_WHAT TO WORK ON:_
All of the records must be repeated exactly as they read.
-------- TASK DATA --------
//! Spanish-aware text normalization for diacritic-insensitive search.
//!
//! Every function here coerces missing or empty input to `""` instead of
//! failing, so a bad search box value can never abort a listing.

use lazy_static::lazy_static;
use regex::{Regex, RegexBuilder};
use serde::{Deserialize, Serialize};
use strsim::levenshtein;

#[cfg(feature = "unicode-decomposition")]
use unicode_normalization::UnicodeNormalization;

/// Fraction of the query length that a fuzzy match may differ by.
pub const DEFAULT_FUZZY_TOLERANCE: f64 = 0.2;

lazy_static! {
    static ref WHITESPACE_RUN: Regex = Regex::new(r"\s+").unwrap();
    static ref NON_WORD: Regex = Regex::new(r"[^A-Za-z0-9_\s]").unwrap();
}

/// Combining diacritical marks block (U+0300..=U+036F).
#[cfg(feature = "unicode-decomposition")]
fn is_combining_diacritic(c: char) -> bool {
    ('\u{0300}'..='\u{036F}').contains(&c)
}

/// Canonical comparison form: lowercase, without diacritics.
///
/// `normalize_text("Certificación")` and `normalize_text("CERTIFICACION")`
/// both yield `"certificacion"`. Accepts `&str` or `Option<&str>`; `None`
/// yields an empty string.
pub fn normalize_text<'a>(text: impl Into<Option<&'a str>>) -> String {
    match text.into() {
        Some(text) if !text.is_empty() => strip_diacritics(&text.to_lowercase()),
        _ => String::new(),
    }
}

#[cfg(feature = "unicode-decomposition")]
fn strip_diacritics(text: &str) -> String {
    text.nfd().filter(|c| !is_combining_diacritic(*c)).collect()
}

#[cfg(not(feature = "unicode-decomposition"))]
fn strip_diacritics(text: &str) -> String {
    fold_diacritics(text).to_lowercase()
}

/// Replaces accented Latin letters with their base letter using a fixed table.
///
/// Characters outside the table pass through unchanged and case is
/// preserved. This is the normalization path for builds without Unicode
/// decomposition; for Spanish text it agrees with the decomposition path.
pub fn fold_diacritics(text: &str) -> String {
    text.chars().map(fold_char).collect()
}

fn fold_char(c: char) -> char {
    match c {
        'á' | 'à' | 'ä' | 'â' | 'ã' | 'å' | 'ā' | 'ă' | 'ą' => 'a',
        'Á' | 'À' | 'Ä' | 'Â' | 'Ã' | 'Å' | 'Ā' | 'Ă' | 'Ą' => 'A',
        'é' | 'è' | 'ë' | 'ê' | 'ē' | 'ĕ' | 'ė' | 'ę' | 'ě' => 'e',
        'É' | 'È' | 'Ë' | 'Ê' | 'Ē' | 'Ĕ' | 'Ė' | 'Ę' | 'Ě' => 'E',
        'í' | 'ì' | 'ï' | 'î' | 'ĩ' | 'ī' | 'ĭ' | 'į' => 'i',
        'Í' | 'Ì' | 'Ï' | 'Î' | 'Ĩ' | 'Ī' | 'Ĭ' | 'Į' => 'I',
        'ó' | 'ò' | 'ö' | 'ô' | 'õ' | 'ō' | 'ŏ' | 'ő' => 'o',
        'Ó' | 'Ò' | 'Ö' | 'Ô' | 'Õ' | 'Ō' | 'Ŏ' | 'Ő' => 'O',
        'ú' | 'ù' | 'ü' | 'û' | 'ũ' | 'ū' | 'ŭ' | 'ů' | 'ű' | 'ų' => 'u',
        'Ú' | 'Ù' | 'Ü' | 'Û' | 'Ũ' | 'Ū' | 'Ŭ' | 'Ů' | 'Ű' | 'Ų' => 'U',
        'ñ' => 'n',
        'Ñ' => 'N',
        'ç' => 'c',
        'Ç' => 'C',
        'ý' | 'ÿ' => 'y',
        'Ý' | 'Ÿ' => 'Y',
        other => other,
    }
}

/// Search form: [`normalize_text`], trimmed, whitespace runs collapsed,
/// then everything outside ASCII word characters and whitespace removed.
///
/// Punctuation goes last, so `"salvo - predial"` keeps two spaces where the
/// dash was.
pub fn normalize_for_search<'a>(text: impl Into<Option<&'a str>>) -> String {
    let normalized = normalize_text(text);
    if normalized.is_empty() {
        return normalized;
    }
    let collapsed = WHITESPACE_RUN.replace_all(normalized.trim(), " ");
    NON_WORD.replace_all(&collapsed, "").into_owned()
}

#[derive(Debug, Clone, Copy, PartialEq, Serialize, Deserialize)]
#[serde(default, rename_all = "camelCase")]
pub struct SearchOptions {
    /// Compare with [`normalize_text`] only, keeping punctuation.
    pub case_sensitive: bool,
    pub whole_word: bool,
    pub fuzzy: bool,
    pub fuzzy_tolerance: f64,
}

impl Default for SearchOptions {
    fn default() -> Self {
        Self {
            case_sensitive: false,
            whole_word: false,
            fuzzy: false,
            fuzzy_tolerance: DEFAULT_FUZZY_TOLERANCE,
        }
    }
}

impl SearchOptions {
    pub fn fuzzy() -> Self {
        Self {
            fuzzy: true,
            ..Self::default()
        }
    }

    pub fn whole_word() -> Self {
        Self {
            whole_word: true,
            ..Self::default()
        }
    }
}

/// Edit distance between the search forms of `a` and `b`.
pub fn levenshtein_distance(a: &str, b: &str) -> usize {
    levenshtein(&normalize_for_search(a), &normalize_for_search(b))
}

/// Whether `query` matches `target` under the given options.
///
/// Modes, in order of precedence: whole word, fuzzy, plain substring.
/// An empty query or target never matches.
pub fn search_matches(query: &str, target: &str, options: &SearchOptions) -> bool {
    if query.is_empty() || target.is_empty() {
        return false;
    }

    let (query, target) = if options.case_sensitive {
        (normalize_text(query), normalize_text(target))
    } else {
        (normalize_for_search(query), normalize_for_search(target))
    };

    if options.whole_word {
        return whole_word_matches(&query, &target);
    }

    if options.fuzzy {
        return fuzzy_matches(&query, &target, options.fuzzy_tolerance);
    }

    target.contains(&query)
}

fn whole_word_matches(query: &str, target: &str) -> bool {
    RegexBuilder::new(&format!(r"\b{}\b", regex::escape(query)))
        .case_insensitive(true)
        .build()
        .map_or(false, |re| re.is_match(target))
}

fn fuzzy_matches(query: &str, target: &str, tolerance: f64) -> bool {
    if query.is_empty() {
        return true;
    }
    if target.is_empty() {
        return false;
    }
    let max_distance = (query.chars().count() as f64 * tolerance).floor() as usize;
    levenshtein(query, target) <= max_distance
}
--------
_EXERCISE ANSWER:_
//! Spanish-aware text normalization for diacritic-insensitive search.
//!
//! Every function here coerces missing or empty input to `""` instead of
//! failing, so a bad search box value can never abort a listing.

use lazy_static::lazy_static;
use regex::{Regex, RegexBuilder};
use serde::{Deserialize, Serialize};
use strsim::levenshtein;

#[cfg(feature = "unicode-decomposition")]
use unicode_normalization::UnicodeNormalization;

/// Fraction of the query length that a fuzzy match may differ by.
pub const DEFAULT_FUZZY_TOLERANCE: f64 = 0.2;

lazy_static! {
    static ref WHITESPACE_RUN: Regex = Regex::new(r"\s+").unwrap();
    static ref NON_WORD: Regex = Regex::new(r"[^A-Za-z0-9_\s]").unwrap();
}

/// Combining diacritical marks block (U+0300..=U+036F).
#[cfg(feature = "unicode-decomposition")]
fn is_combining_diacritic(c: char) -> bool {
    ('\u{0300}'..='\u{036F}').contains(&c)
}

/// Canonical comparison form: lowercase, without diacritics.
///
/// `normalize_text("Certificación")` and `normalize_text("CERTIFICACION")`
/// both yield `"certificacion"`. Accepts `&str` or `Option<&str>`; `None`
/// yields an empty string.
pub fn normalize_text<'a>(text: impl Into<Option<&'a str>>) -> String {
    match text.into() {
        Some(text) if !text.is_empty() => strip_diacritics(&text.to_lowercase()),
        _ => String::new(),
    }
}

#[cfg(feature = "unicode-decomposition")]
fn strip_diacritics(text: &str) -> String {
    text.nfd().filter(|c| !is_combining_diacritic(*c)).collect()
}

#[cfg(not(feature = "unicode-decomposition"))]
fn strip_diacritics(text: &str) -> String {
    fold_diacritics(text).to_lowercase()
}

/// Replaces accented Latin letters with their base letter using a fixed table.
///
/// Characters outside the table pass through unchanged and case is
/// preserved. This is the normalization path for builds without Unicode
/// decomposition; for Spanish text it agrees with the decomposition path.
pub fn fold_diacritics(text: &str) -> String {
    text.chars().map(fold_char).collect()
}

fn fold_char(c: char) -> char {
    match c {
        'á' | 'à' | 'ä' | 'â' | 'ã' | 'å' | 'ā' | 'ă' | 'ą' => 'a',
        'Á' | 'À' | 'Ä' | 'Â' | 'Ã' | 'Å' | 'Ā' | 'Ă' | 'Ą' => 'A',
        'é' | 'è' | 'ë' | 'ê' | 'ē' | 'ĕ' | 'ė' | 'ę' | 'ě' => 'e',
        'É' | 'È' | 'Ë' | 'Ê' | 'Ē' | 'Ĕ' | 'Ė' | 'Ę' | 'Ě' => 'E',
        'í' | 'ì' | 'ï' | 'î' | 'ĩ' | 'ī' | 'ĭ' | 'į' => 'i',
        'Í' | 'Ì' | 'Ï' | 'Î' | 'Ĩ' | 'Ī' | 'Ĭ' | 'Į' => 'I',
        'ó' | 'ò' | 'ö' | 'ô' | 'õ' | 'ō' | 'ŏ' | 'ő' => 'o',
        'Ó' | 'Ò' | 'Ö' | 'Ô' | 'Õ' | 'Ō' | 'Ŏ' | 'Ő' => 'O',
        'ú' | 'ù' | 'ü' | 'û' | 'ũ' | 'ū' | 'ŭ' | 'ů' | 'ű' | 'ų' => 'u',
        'Ú' | 'Ù' | 'Ü' | 'Û' | 'Ũ' | 'Ū' | 'Ŭ' | 'Ů' | 'Ű' | 'Ų' => 'U',
        'ñ' => 'n',
        'Ñ' => 'N',
        'ç' => 'c',
        'Ç' => 'C',
        'ý' | 'ÿ' => 'y',
        'Ý' | 'Ÿ' => 'Y',
        other => other,
    }
}

/// Search form: [`normalize_text`], trimmed, whitespace runs collapsed,
/// then everything outside ASCII word characters and whitespace removed.
///
/// Punctuation goes last, so `"salvo - predial"` keeps two spaces where the
/// dash was.
pub fn normalize_for_search<'a>(text: impl Into<Option<&'a str>>) -> String {
    let normalized = normalize_text(text);
    if normalized.is_empty() {
        return normalized;
    }
    let collapsed = WHITESPACE_RUN.replace_all(normalized.trim(), " ");
    NON_WORD.replace_all(&collapsed, "").into_owned()
}

#[derive(Debug, Clone, Copy, PartialEq, Serialize, Deserialize)]
#[serde(default, rename_all = "camelCase")]
pub struct SearchOptions {
    /// Compare with [`normalize_text`] only, keeping punctuation.
    pub case_sensitive: bool,
    pub whole_word: bool,
    pub fuzzy: bool,
    pub fuzzy_tolerance: f64,
}

impl Default for SearchOptions {
    fn default() -> Self {
        Self {
            case_sensitive: false,
            whole_word: false,
            fuzzy: false,
            fuzzy_tolerance: DEFAULT_FUZZY_TOLERANCE,
        }
    }
}

impl SearchOptions {
    pub fn fuzzy() -> Self {
        Self {
            fuzzy: true,
            ..Self::default()
        }
    }

    pub fn whole_word() -> Self {
        Self {
            whole_word: true,
            ..Self::default()
        }
    }
}

/// Edit distance between the search forms of `a` and `b`.
pub fn levenshtein_distance(a: &str, b: &str) -> usize {
    levenshtein(&normalize_for_search(a), &normalize_for_search(b))
}

/// Whether `query` matches `target` under the given options.
///
/// Modes, in order of precedence: whole word, fuzzy, plain substring.
/// An empty query or target never matches.
pub fn search_matches(query: &str, target: &str, options: &SearchOptions) -> bool {
    if query.is_empty() || target.is_empty() {
        return false;
    }

    let (query, target) = if options.case_sensitive {
        (normalize_text(query), normalize_text(target))
    } else {
        (normalize_for_search(query), normalize_for_search(target))
    };

    if options.whole_word {
        return whole_word_matches(&query, &target);
    }

    if options.fuzzy {
        return fuzzy_matches(&query, &target, options.fuzzy_tolerance);
    }

    target.contains(&query)
}

fn whole_word_matches(query: &str, target: &str) -> bool {
    RegexBuilder::new(&format!(r"\b{}\b", regex::escape(query)))
        .case_insensitive(true)
        .build()
        .map_or(false, |re| re.is_match(target))
}

fn fuzzy_matches(query: &str, target: &str, tolerance: f64) -> bool {
    if query.is_empty() {
        return true;
    }
    if target.is_empty() {
        return false;
    }
    let max_distance = (query.chars().count() as f64 * tolerance).floor() as usize;
    levenshtein(query, target) <= max_distance
}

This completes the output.